Dmitri Medvedev et Vladimir Poutine
Dmitri Medvedev et Vladimir Poutine © Dmitry Medvedev

Comme à la grande époque de l’URSS, quand les mots Tass, Soviet Suprême et Congrès du Parti Communiste hantaient les journaux télévisés du soir. Comme à l’époque où la France n’avait que trois chaînes de télé, celle du Matin de Paris de Régine à Bobino et Greco à l’Olympia, le temps de la Russie des petits arrangements secrets au plus haut de l’Etat.

Il va falloir s’y habituer, c’est confirmé, à serrer la pogne vigoureuse de Poutine, lors des sommets internationaux de chefs d’Etats. On s’y attendait, mais pas si tôt et pas comme ça. Vladimir Poutine et Medvedev se partageant le pouvoir, l’un redevenant président, l’autre premier ministre. Review : Poutine, en 2008, ne peut pas briguer un nouveau mandat consécutif à la tête de son pays.
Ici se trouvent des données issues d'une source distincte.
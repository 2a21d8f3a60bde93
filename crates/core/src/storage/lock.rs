use anyhow::Context;
use chrono::{Datelike, NaiveDate};
use sqlx::pool::PoolConnection;
use sqlx::Postgres;

// Advisory locks belong to the session that took them, so the lock keeps its connection checked
// out of the pool until it is released.
const LOCK_NAMESPACE: i64 = 0x5245_5052_4953; // "REPRIS"

fn lock_key_for_date(score_date: NaiveDate) -> i64 {
    LOCK_NAMESPACE ^ i64::from(score_date.num_days_from_ce())
}

/// Exclusive claim on one score date, held for as long as this value lives.
///
/// Dropping it without [`ScoreDateLock::release`] returns the connection to the pool with the
/// lock still held; Postgres frees it when that session closes.
pub struct ScoreDateLock {
    conn: PoolConnection<Postgres>,
    score_date: NaiveDate,
    key: i64,
}

impl ScoreDateLock {
    /// `Ok(None)` when another session already holds the date.
    pub async fn try_acquire(
        pool: &sqlx::PgPool,
        score_date: NaiveDate,
    ) -> anyhow::Result<Option<Self>> {
        let key = lock_key_for_date(score_date);
        let mut conn = pool
            .acquire()
            .await
            .context("failed to check out a connection for the score date lock")?;

        let acquired: bool = sqlx::query_scalar("SELECT pg_try_advisory_lock($1)")
            .persistent(false)
            .bind(key)
            .fetch_one(&mut *conn)
            .await
            .with_context(|| format!("failed to acquire advisory lock (key={key})"))?;

        Ok(acquired.then_some(Self {
            conn,
            score_date,
            key,
        }))
    }

    pub fn score_date(&self) -> NaiveDate {
        self.score_date
    }

    /// Unlocks on the same session that locked.
    pub async fn release(mut self) -> anyhow::Result<()> {
        let key = self.key;
        let released: bool = sqlx::query_scalar("SELECT pg_advisory_unlock($1)")
            .persistent(false)
            .bind(key)
            .fetch_one(&mut *self.conn)
            .await
            .with_context(|| format!("failed to release advisory lock (key={key})"))?;
        anyhow::ensure!(released, "advisory lock was not held (key={key})");
        Ok(())
    }
}
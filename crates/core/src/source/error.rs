use std::fmt;

/// The data layer could not answer. Distinct from "no data", which is never an error.
#[derive(Debug, Clone)]
pub struct SourceUnavailableError {
    pub source: &'static str,
    pub stage: &'static str,
    pub detail: String,
}

impl SourceUnavailableError {
    pub fn new(source: &'static str, stage: &'static str, detail: impl fmt::Display) -> Self {
        Self {
            source,
            stage,
            detail: detail.to_string(),
        }
    }
}

impl fmt::Display for SourceUnavailableError {
    fn fmt(&self, f: &mut fmt::Formatter<'_>) -> fmt::Result {
        write!(
            f,
            "signal source unavailable (source={}, stage={}): {}",
            self.source, self.stage, self.detail
        )
    }
}

impl std::error::Error for SourceUnavailableError {}
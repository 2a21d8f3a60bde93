use anyhow::Context;
use chrono::{DateTime, Days, Duration, NaiveDate, Timelike, Utc};

// US Eastern standard time. Override with SCORING_UTC_OFFSET_HOURS (e.g. -4 during DST).
const DEFAULT_UTC_OFFSET_HOURS: i32 = -5;

// Scores are recalculated after the day's market data lands (close ingest runs at 17:00 local).
// Before this hour the run scores the previous calendar day.
const SCORING_CUTOFF_HOUR: u32 = 18;

pub fn resolve_as_of_date(
    as_of_date_arg: Option<&str>,
    now_utc: DateTime<Utc>,
) -> anyhow::Result<NaiveDate> {
    if let Some(s) = as_of_date_arg {
        return NaiveDate::parse_from_str(s, "%Y-%m-%d")
            .with_context(|| format!("invalid as-of date {s:?} (expected YYYY-MM-DD)"));
    }

    let offset_hours = std::env::var("SCORING_UTC_OFFSET_HOURS")
        .ok()
        .and_then(|s| s.trim().parse::<i32>().ok())
        .filter(|h| (-12..=14).contains(h))
        .unwrap_or(DEFAULT_UTC_OFFSET_HOURS);

    resolve_with_offset(now_utc, offset_hours)
}

fn resolve_with_offset(now_utc: DateTime<Utc>, offset_hours: i32) -> anyhow::Result<NaiveDate> {
    let tz = chrono::FixedOffset::east_opt(offset_hours * 3600)
        .with_context(|| format!("invalid UTC offset {offset_hours}h"))?;
    let now_local = now_utc.with_timezone(&tz);

    let mut date = now_local.date_naive();
    if now_local.hour() < SCORING_CUTOFF_HOUR {
        date = date - Duration::days(1);
    }
    Ok(date)
}

/// `as_of` and the `days` calendar days before it, oldest first.
pub fn backfill_dates(as_of: NaiveDate, days: u32) -> Vec<NaiveDate> {
    (0..=u64::from(days))
        .rev()
        .filter_map(|back| as_of.checked_sub_days(Days::new(back)))
        .collect()
}
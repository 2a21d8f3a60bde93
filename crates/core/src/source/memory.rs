use crate::domain::signals::{
    ComplaintSummary, EnforcementEvent, Entity, MarketPoint, SentimentCategory, Window,
};
use crate::source::error::SourceUnavailableError;
use crate::source::SignalSource;
use anyhow::{Context, Result};
use chrono::{DateTime, NaiveDate, Utc};
use serde::{Deserialize, Serialize};
use std::path::Path;

#[derive(Debug, Clone, Serialize, Deserialize)]
pub struct SentimentRecord {
    pub entity_id: i64,
    pub category: SentimentCategory,
    pub observed_at: DateTime<Utc>,
    pub score: f64,
}

#[derive(Debug, Clone, Serialize, Deserialize)]
pub struct ComplaintRecord {
    pub entity_id: i64,
    pub date_received: NaiveDate,
    pub sentiment: Option<f64>,
}

#[derive(Debug, Clone, Serialize, Deserialize)]
pub struct MarketRecord {
    pub entity_id: i64,
    #[serde(flatten)]
    pub point: MarketPoint,
}

#[derive(Debug, Clone, Serialize, Deserialize)]
pub struct EnforcementRecord {
    pub entity_id: i64,
    #[serde(flatten)]
    pub event: EnforcementEvent,
}

/// Signal source backed by plain vectors. Loadable from a JSON fixture, and used by tests.
///
/// Applies the same window and validity rules as the Postgres source.
#[derive(Debug, Clone, Default, Serialize, Deserialize)]
pub struct InMemorySignalSource {
    #[serde(default)]
    pub entities: Vec<Entity>,
    #[serde(default)]
    pub sentiments: Vec<SentimentRecord>,
    #[serde(default)]
    pub complaints: Vec<ComplaintRecord>,
    #[serde(default)]
    pub market: Vec<MarketRecord>,
    #[serde(default)]
    pub enforcement: Vec<EnforcementRecord>,
    #[serde(skip)]
    unavailable: bool,
}

impl InMemorySignalSource {
    pub fn from_json_file(path: &Path) -> Result<Self> {
        let text = std::fs::read_to_string(path)
            .with_context(|| format!("failed to read fixture {}", path.display()))?;
        serde_json::from_str(&text)
            .with_context(|| format!("fixture {} is not a valid signal dataset", path.display()))
    }

    pub fn with_entity(mut self, id: i64, name: &str, ticker: &str) -> Self {
        self.entities.push(Entity {
            id,
            name: name.to_string(),
            ticker: ticker.to_string(),
        });
        self
    }

    pub fn with_sentiment(
        mut self,
        entity_id: i64,
        category: SentimentCategory,
        observed_at: DateTime<Utc>,
        score: f64,
    ) -> Self {
        self.sentiments.push(SentimentRecord {
            entity_id,
            category,
            observed_at,
            score,
        });
        self
    }

    pub fn with_complaint(
        mut self,
        entity_id: i64,
        date_received: NaiveDate,
        sentiment: Option<f64>,
    ) -> Self {
        self.complaints.push(ComplaintRecord {
            entity_id,
            date_received,
            sentiment,
        });
        self
    }

    pub fn with_market_point(
        mut self,
        entity_id: i64,
        date: NaiveDate,
        close: f64,
        volatility: Option<f64>,
    ) -> Self {
        self.market.push(MarketRecord {
            entity_id,
            point: MarketPoint {
                date,
                close: Some(close),
                volatility,
            },
        });
        self
    }

    pub fn with_enforcement(
        mut self,
        entity_id: i64,
        occurred_on: NaiveDate,
        severity: Option<i32>,
    ) -> Self {
        self.enforcement.push(EnforcementRecord {
            entity_id,
            event: EnforcementEvent {
                occurred_on,
                severity,
            },
        });
        self
    }

    /// Makes every read fail as if the backing store were down.
    pub fn unavailable(mut self) -> Self {
        self.unavailable = true;
        self
    }

    fn check(&self, stage: &'static str) -> Result<()> {
        if self.unavailable {
            return Err(SourceUnavailableError::new("memory", stage, "source marked unavailable").into());
        }
        Ok(())
    }
}

fn usable_sentiment(s: f64) -> bool {
    s.is_finite() && (-1.0..=1.0).contains(&s)
}

fn mean(values: impl Iterator<Item = f64>) -> Option<f64> {
    let (sum, n) = values.fold((0.0, 0usize), |(sum, n), v| (sum + v, n + 1));
    (n > 0).then(|| sum / n as f64)
}

#[async_trait::async_trait]
impl SignalSource for InMemorySignalSource {
    fn source_name(&self) -> &'static str {
        "memory"
    }

    async fn list_entities(&self) -> Result<Vec<Entity>> {
        self.check("list_entities")?;
        let mut out = self.entities.clone();
        out.sort_by_key(|e| e.id);
        Ok(out)
    }

    async fn mean_sentiment(
        &self,
        entity_id: i64,
        category: SentimentCategory,
        window: Window,
    ) -> Result<Option<f64>> {
        self.check("mean_sentiment")?;

        if category == SentimentCategory::ComplaintNarrative {
            return Ok(mean(
                self.complaints
                    .iter()
                    .filter(|c| c.entity_id == entity_id && window.contains(c.date_received))
                    .filter_map(|c| c.sentiment)
                    .filter(|s| usable_sentiment(*s)),
            ));
        }

        Ok(mean(
            self.sentiments
                .iter()
                .filter(|r| {
                    r.entity_id == entity_id
                        && r.category == category
                        && window.contains(r.observed_at.date_naive())
                })
                .map(|r| r.score)
                .filter(|s| usable_sentiment(*s)),
        ))
    }

    async fn complaint_summary(&self, entity_id: i64, window: Window) -> Result<ComplaintSummary> {
        self.check("complaint_summary")?;

        let in_window: Vec<&ComplaintRecord> = self
            .complaints
            .iter()
            .filter(|c| c.entity_id == entity_id && window.contains(c.date_received))
            .collect();

        Ok(ComplaintSummary {
            count: in_window.len() as u64,
            mean_narrative_sentiment: mean(
                in_window
                    .iter()
                    .filter_map(|c| c.sentiment)
                    .filter(|s| usable_sentiment(*s)),
            ),
        })
    }

    async fn market_series(&self, entity_id: i64, window: Window) -> Result<Vec<MarketPoint>> {
        self.check("market_series")?;

        let mut out: Vec<MarketPoint> = self
            .market
            .iter()
            .filter(|m| m.entity_id == entity_id && window.contains(m.point.date))
            .map(|m| m.point)
            .collect();
        out.sort_by_key(|p| p.date);
        Ok(out)
    }

    async fn enforcement_events(
        &self,
        entity_id: i64,
        window: Window,
    ) -> Result<Vec<EnforcementEvent>> {
        self.check("enforcement_events")?;

        Ok(self
            .enforcement
            .iter()
            .filter(|e| e.entity_id == entity_id && window.contains(e.event.occurred_on))
            .map(|e| e.event)
            .collect())
    }
}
C’est la Constitution, un truc qui sert encore, qui le dit. Il pousse à la présidence Dmitri Medvedev, aussitôt présenté comme un homme de paille à durée de vie politique limitée. Poutine devient Premier Ministre. Le réel maître du Kremlin, c’est lui. Même si Medvedev a fait mine de s’affranchir de sa tutelle, voire d’envisager une candidature à sa propre succession. La comédie aura duré quatre ans, Poutine y a mis fin samedi après-midi, devant les membres de son parti Russie Unie, réunis en Congrès et dont aucun, semble-t-il, n’était au courant : il sera le prochain président, Medvedev sera son prochain Premier Ministre, ils l’ont décidé il y a des années, circulez, y ‘a rien à voir. Voici le sort de la Russie réglé en trois phrases jusqu’en 2024, alors que Poutine règne sur son pays depuis déjà 11 ans ! Le dictateur russe pourrait donc passer 24 ans à la tête de son pays, et continuer sans être dérangé à augmenter la mainmise de l’Etat sur l’économie russe et ses habitants et faire prospérer un système de corruption généralisée. La maigre opposition fait son deuil : c’est la plus triste nouvelle pour l’avenir de la Russie, estime-t-elle. Un évènement dramatique.

Samedi tandis que Poutine, bodybuildé, le visage lisse, les joues aussi fermes que celles d’un bébé ou d’un Dorian Gray de près de 60 ans, le teint hâlé et les cheveux couleur des blés, faisait sa p’tite annonce, à peine 300 personnes arrivaient à se rassembler au centre de Moscou, pour dénoncer l’autoritarisme du pouvoir. Des personnes âgées, principalement. Elles disent ne pas vouloir mourir sous Poutine, sans trop y croire.